Kevin: How can someone tune in to that sort of inner wisdom when it comes to health? Because I think a lot of people they deny the fact that maybe the answers are coming to them. How can someone tune?
Angela: Yeah, I think that’s a great point. Something that I wrote about in my most recent book “Raw Emotions” , is the difference between mind hunger and actual hunger, true hunger coming from your stomach. I think that’s a really key thing to start trying to tune into on this path. Because it can be really, really confusing when we first go raw especially. Where are these messages coming from? It’s like your body is being riddled. For most people, for so many years, with foods that the body cannot recognize, it doesn’t know what to do with them. And so you’ve got all of the remnants of those things floating around and your body is trying to make sense of everything. Then you start to put in the foods that are actually nourishing you and yet you still have this old waste in there and it’s just like this big quagmire of messages floating around and you don’t know how to make sense of things. It seems like your body is asking for bread. Where is that coming from? S food survival kits o trying to tune in to the difference between the mind hunger and the true hunger, the true desires of the body, and being clear that what the mind wants isn’t necessarily always healthy for the body.
The body is almost like a machine. You can kind of think of it as it’s always working towards optimal health. That’s what the body is all about. It just wants to take things to the next level all the time. But the mind, the mind is like out there playing all kinds of games. The mind wants to eat this, and have fun with that, it’s like it sees food like entertainment. And so trying to tune in to those differences is really, really key. So maybe if you’re feeling something and you feel like, “this is like hunger,” just try and get quiet with yourself and feel into it. “Am I actually, physically hungry right now? Is there a feeling in my stomach, a pulling, an actual physical ready for something to eat feeling?” That’s what hunger is, it’s not something in your mind saying, “I must eat that Snickers bar right now.” And that’s another easy way to tell where the hunger is coming from.
Are you actually fixated on something, on one particular thing? “I have to have that piece of chocolate cake.” Or a bowl of popcorn, it has to be a bowl of popcorn. Or are you just hungry and you’ll eat anything within whatever limits you’ve defined for yourself? You know, anything raw vegan or vegan or whatever it is. In this moment would you be willing to eat a piece of watermelon rather than that piece of chocolate cake? Are you actually physically hungry, physically ready for food?
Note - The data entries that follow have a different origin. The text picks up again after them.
//! Stack growth for the recursive matcher.
//!
//! Deeply nested input recurses once per nesting level per non-terminal, so
//! the matcher grows its stack on demand rather than overflowing.

/// Remaining stack below which a new segment is allocated (128KB).
const RED_ZONE: usize = 128 * 1024;

/// Size of each additional stack segment (1MB).
const STACK_PER_RECURSION: usize = 1024 * 1024;

#[inline]
#[cfg(not(target_arch = "wasm32"))]
pub(crate) fn ensure_sufficient_stack<R>(f: impl FnOnce() -> R) -> R {
    stacker::maybe_grow(RED_ZONE, STACK_PER_RECURSION, f)
}

#[inline]
#[cfg(target_arch = "wasm32")]
pub(crate) fn ensure_sufficient_stack<R>(f: impl FnOnce() -> R) -> R {
    f()
}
Because when you look at things logically there’s a big difference between that mind hunger and the physical hunger. People are just so addicted to food and so used to using foods for comfort and for entertainment and all these kinds of things. And when you look at it logically, it starts to not make that much sense. Let’s take someone, maybe someone 100 pounds overweight, and they say, “I need to have some chips or something.” Where is that need actually coming from, this supposed need? This person is 100 pounds overweight. They have 100 extra pounds of stored energy sitting on their body. They don’t need those chips for energy any more than a cigarette smoker needs to smoke cigarettes to physiologically find the place where they optimally balance out nutritionally. It’s got nothing to do with that. It’s all to do with nutrition. Biologically your body is not asking for nicotine or alcohol or refined sugar, you know? But your mind, yes. Your mind might be very interested in those things and you might have become physiologically addicted to those things to the point where your not having them, you’re going through withdrawal. So it’s a complex thing. Addictions have all these different elements to them, primarily the physiological addiction and the psychological addiction. And with food addictions especially people have both of those elements going on and that’s why we get so trapped in them, because you’re physiologically addicted to these things and you also have so many patterns around eating, around using food for entertainment and comfort and all those kinds of things.